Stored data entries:
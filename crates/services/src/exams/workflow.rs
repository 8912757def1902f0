use std::sync::Arc;

use exam_core::model::{ExamConfig, ExamScore};
use exam_core::{Clock, ExamSession};
use storage::QuestionBankLoader;

use super::plan::ExamPlanBuilder;
use super::view::ExamView;
use crate::error::ExamError;

/// A user action forwarded by the rendering layer.
#[derive(Debug, Clone, PartialEq, Eq)]
pub enum ExamAction {
    Select { index: usize, key: String },
    Check { index: usize },
    GoTo { index: usize },
    Previous,
    Next,
    Pause,
    Resume,
    Submit,
}

/// Orchestrates exam start, actions and per-frame view assembly.
///
/// Sessions are owned by the caller; this service only supplies the bank,
/// the config and the clock.
#[derive(Clone)]
pub struct ExamLoopService {
    clock: Clock,
    bank: Arc<dyn QuestionBankLoader>,
    config: ExamConfig,
    seed: Option<u64>,
}

impl ExamLoopService {
    #[must_use]
    pub fn new(clock: Clock, bank: Arc<dyn QuestionBankLoader>, config: ExamConfig) -> Self {
        Self {
            clock,
            bank,
            config,
            seed: None,
        }
    }

    /// Fix the sampling seed so every attempt gets the same questions.
    #[must_use]
    pub fn with_seed(mut self, seed: Option<u64>) -> Self {
        self.seed = seed;
        self
    }

    #[must_use]
    pub fn with_clock(mut self, clock: Clock) -> Self {
        self.clock = clock;
        self
    }

    #[must_use]
    pub fn config(&self) -> &ExamConfig {
        &self.config
    }

    #[must_use]
    pub fn clock(&self) -> Clock {
        self.clock
    }

    /// Load the bank, sample the questions and start the countdown.
    ///
    /// # Errors
    ///
    /// Returns `ExamError::BankLoad` if the bank cannot be loaded and
    /// `ExamError::BankTooSmall` if it cannot fill the exam.
    pub async fn start_exam(&self) -> Result<ExamSession, ExamError> {
        let bank = self.bank.load().await.map_err(|err| {
            tracing::warn!(source = %self.bank.describe(), error = %err, "question bank load failed");
            ExamError::BankLoad(err)
        })?;
        let plan = ExamPlanBuilder::new(&self.config)
            .with_seed(self.seed)
            .build(&bank)?;
        let session = ExamSession::start(self.config.clone(), plan.questions, self.clock.now())?;

        tracing::info!(
            session = %session.id(),
            bank_size = plan.bank_size,
            questions = session.len(),
            total_secs = self.config.total_duration_secs(),
            "exam started"
        );
        Ok(session)
    }

    /// Run the time-up check. Returns true when the exam was auto-submitted.
    pub fn tick(&self, session: &mut ExamSession) -> bool {
        let expired = session.tick(self.clock.now());
        if expired {
            log_submission(session, "time up");
        }
        expired
    }

    /// Time-up check followed by the view for this frame.
    pub fn render(&self, session: &mut ExamSession) -> ExamView {
        self.tick(session);
        ExamView::for_session(session, self.clock.now())
    }

    /// Apply one user action.
    ///
    /// # Errors
    ///
    /// Returns `ExamError::Session` when the session rejects the action; the
    /// session is left unchanged apart from a possible time-up submission.
    pub fn apply(&self, session: &mut ExamSession, action: ExamAction) -> Result<(), ExamError> {
        let now = self.clock.now();
        let was_submitted = session.is_submitted();
        let result = match action {
            ExamAction::Select { index, key } => session.select_option(index, &key, now),
            ExamAction::Check { index } => session.check_answer(index, now).map(|_| ()),
            ExamAction::GoTo { index } => session.go_to(index, now),
            ExamAction::Previous => session.previous(now),
            ExamAction::Next => session.next(now),
            ExamAction::Pause => session.pause(now),
            ExamAction::Resume => session.resume(now),
            ExamAction::Submit => {
                self.submit(session);
                Ok(())
            }
        };
        if !was_submitted && session.is_submitted() && result.is_err() {
            log_submission(session, "time up");
        }
        result.map_err(|err| {
            tracing::debug!(session = %session.id(), error = %err, "exam action rejected");
            ExamError::Session(err)
        })
    }

    /// Submit and score the exam. Repeated calls return the stored score.
    ///
    /// An exam that already ran out of time is submitted by the time-up check.
    pub fn submit(&self, session: &mut ExamSession) -> ExamScore {
        self.tick(session);
        let was_submitted = session.is_submitted();
        let score = session.submit(self.clock.now());
        if !was_submitted {
            log_submission(session, "manual");
        }
        score
    }
}

fn log_submission(session: &ExamSession, trigger: &'static str) {
    if let Some(score) = session.score() {
        tracing::info!(
            session = %session.id(),
            trigger,
            score = score.score,
            max_marks = score.max_marks,
            passed = score.passed(),
            "exam submitted"
        );
    }
}
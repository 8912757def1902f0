/// Final outcome of a submitted exam.
#[derive(Debug, Clone, PartialEq, Eq)]
pub struct ExamScore {
    pub correct: usize,
    pub total: usize,
    pub score: u32,
    pub max_marks: u32,
    pub pass_marks: u32,
}

impl ExamScore {
    #[must_use]
    pub fn wrong(&self) -> usize {
        self.total.saturating_sub(self.correct)
    }

    /// Score as a percentage of the maximum marks.
    #[must_use]
    pub fn percent(&self) -> f64 {
        if self.max_marks == 0 {
            return 0.0;
        }
        f64::from(self.score) / f64::from(self.max_marks) * 100.0
    }

    #[must_use]
    pub fn passed(&self) -> bool {
        self.score >= self.pass_marks
    }
}

#[cfg(test)]
mod tests {
    use super::*;

    #[test]
    fn derives_wrong_percent_and_pass() {
        let score = ExamScore {
            correct: 7,
            total: 10,
            score: 70,
            max_marks: 100,
            pass_marks: 70,
        };
        assert_eq!(score.wrong(), 3);
        assert!((score.percent() - 70.0).abs() < f64::EPSILON);
        assert!(score.passed());

        let failing = ExamScore {
            correct: 6,
            score: 60,
            ..score
        };
        assert!(!failing.passed());
    }
}
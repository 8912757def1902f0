use thiserror::Error;

use crate::model::{BankSourceError, ExamConfigError, QuestionError};
use crate::session::SessionError;

#[derive(Debug, Error)]
pub enum Error {
    #[error(transparent)]
    Question(#[from] QuestionError),
    #[error(transparent)]
    Config(#[from] ExamConfigError),
    #[error(transparent)]
    BankSource(#[from] BankSourceError),
    #[error(transparent)]
    Session(#[from] SessionError),
}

• [Exercise details]: Beginning with the first line above, transcribe all of the data exactly.

• [Your response]:
filename crates/services/src/exams/workflow.rs
repository 8912757def1902f0
use std::sync::Arc;

use exam_core::model::{ExamConfig, ExamScore};
use exam_core::{Clock, ExamSession};
use storage::QuestionBankLoader;

use super::plan::ExamPlanBuilder;
use super::view::ExamView;
use crate::error::ExamError;

/// A user action forwarded by the rendering layer.
#[derive(Debug, Clone, PartialEq, Eq)]
pub enum ExamAction {
    Select { index: usize, key: String },
    Check { index: usize },
    GoTo { index: usize },
    Previous,
    Next,
    Pause,
    Resume,
    Submit,
}

/// Orchestrates exam start, actions and per-frame view assembly.
///
/// Sessions are owned by the caller; this service only supplies the bank,
/// the config and the clock.
#[derive(Clone)]
pub struct ExamLoopService {
    clock: Clock,
    bank: Arc<dyn QuestionBankLoader>,
    config: ExamConfig,
    seed: Option<u64>,
}

impl ExamLoopService {
    #[must_use]
    pub fn new(clock: Clock, bank: Arc<dyn QuestionBankLoader>, config: ExamConfig) -> Self {
        Self {
            clock,
            bank,
            config,
            seed: None,
        }
    }

    /// Fix the sampling seed so every attempt gets the same questions.
    #[must_use]
    pub fn with_seed(mut self, seed: Option<u64>) -> Self {
        self.seed = seed;
        self
    }

    #[must_use]
    pub fn with_clock(mut self, clock: Clock) -> Self {
        self.clock = clock;
        self
    }

    #[must_use]
    pub fn config(&self) -> &ExamConfig {
        &self.config
    }

    #[must_use]
    pub fn clock(&self) -> Clock {
        self.clock
    }

    /// Load the bank, sample the questions and start the countdown.
    ///
    /// # Errors
    ///
    /// Returns `ExamError::BankLoad` if the bank cannot be loaded and
    /// `ExamError::BankTooSmall` if it cannot fill the exam.
    pub async fn start_exam(&self) -> Result<ExamSession, ExamError> {
        let bank = self.bank.load().await.map_err(|err| {
            tracing::warn!(source = %self.bank.describe(), error = %err, "question bank load failed");
            ExamError::BankLoad(err)
        })?;
        let plan = ExamPlanBuilder::new(&self.config)
            .with_seed(self.seed)
            .build(&bank)?;
        let session = ExamSession::start(self.config.clone(), plan.questions, self.clock.now())?;

        tracing::info!(
            session = %session.id(),
            bank_size = plan.bank_size,
            questions = session.len(),
            total_secs = self.config.total_duration_secs(),
            "exam started"
        );
        Ok(session)
    }

    /// Run the time-up check. Returns true when the exam was auto-submitted.
    pub fn tick(&self, session: &mut ExamSession) -> bool {
        let expired = session.tick(self.clock.now());
        if expired {
            log_submission(session, "time up");
        }
        expired
    }

    /// Time-up check followed by the view for this frame.
    pub fn render(&self, session: &mut ExamSession) -> ExamView {
        self.tick(session);
        ExamView::for_session(session, self.clock.now())
    }

    /// Apply one user action.
    ///
    /// # Errors
    ///
    /// Returns `ExamError::Session` when the session rejects the action; the
    /// session is left unchanged apart from a possible time-up submission.
    pub fn apply(&self, session: &mut ExamSession, action: ExamAction) -> Result<(), ExamError> {
        let now = self.clock.now();
        let was_submitted = session.is_submitted();
        let result = match action {
            ExamAction::Select { index, key } => session.select_option(index, &key, now),
            ExamAction::Check { index } => session.check_answer(index, now).map(|_| ()),
            ExamAction::GoTo { index } => session.go_to(index, now),
            ExamAction::Previous => session.previous(now),
            ExamAction::Next => session.next(now),
            ExamAction::Pause => session.pause(now),
            ExamAction::Resume => session.resume(now),
            ExamAction::Submit => {
                self.submit(session);
                Ok(())
            }
        };
        if !was_submitted && session.is_submitted() && result.is_err() {
            log_submission(session, "time up");
        }
        result.map_err(|err| {
            tracing::debug!(session = %session.id(), error = %err, "exam action rejected");
            ExamError::Session(err)
        })
    }

    /// Submit and score the exam. Repeated calls return the stored score.
    ///
    /// An exam that already ran out of time is submitted by the time-up check.
    pub fn submit(&self, session: &mut ExamSession) -> ExamScore {
        self.tick(session);
        let was_submitted = session.is_submitted();
        let score = session.submit(self.clock.now());
        if !was_submitted {
            log_submission(session, "manual");
        }
        score
    }
}

fn log_submission(session: &ExamSession, trigger: &'static str) {
    if let Some(score) = session.score() {
        tracing::info!(
            session = %session.id(),
            trigger,
            score = score.score,
            max_marks = score.max_marks,
            passed = score.passed(),
            "exam submitted"
        );
    }
}
repository 8912757def1902f0
/// Final outcome of a submitted exam.
#[derive(Debug, Clone, PartialEq, Eq)]
pub struct ExamScore {
    pub correct: usize,
    pub total: usize,
    pub score: u32,
    pub max_marks: u32,
    pub pass_marks: u32,
}

impl ExamScore {
    #[must_use]
    pub fn wrong(&self) -> usize {
        self.total.saturating_sub(self.correct)
    }

    /// Score as a percentage of the maximum marks.
    #[must_use]
    pub fn percent(&self) -> f64 {
        if self.max_marks == 0 {
            return 0.0;
        }
        f64::from(self.score) / f64::from(self.max_marks) * 100.0
    }

    #[must_use]
    pub fn passed(&self) -> bool {
        self.score >= self.pass_marks
    }
}

#[cfg(test)]
mod tests {
    use super::*;

    #[test]
    fn derives_wrong_percent_and_pass() {
        let score = ExamScore {
            correct: 7,
            total: 10,
            score: 70,
            max_marks: 100,
            pass_marks: 70,
        };
        assert_eq!(score.wrong(), 3);
        assert!((score.percent() - 70.0).abs() < f64::EPSILON);
        assert!(score.passed());

        let failing = ExamScore {
            correct: 6,
            score: 60,
            ..score
        };
        assert!(!failing.passed());
    }
}
repository 8912757def1902f0
use thiserror::Error;

use crate::model::{BankSourceError, ExamConfigError, QuestionError};
use crate::session::SessionError;

#[derive(Debug, Error)]
pub enum Error {
    #[error(transparent)]
    Question(#[from] QuestionError),
    #[error(transparent)]
    Config(#[from] ExamConfigError),
    #[error(transparent)]
    BankSource(#[from] BankSourceError),
    #[error(transparent)]
    Session(#[from] SessionError),
}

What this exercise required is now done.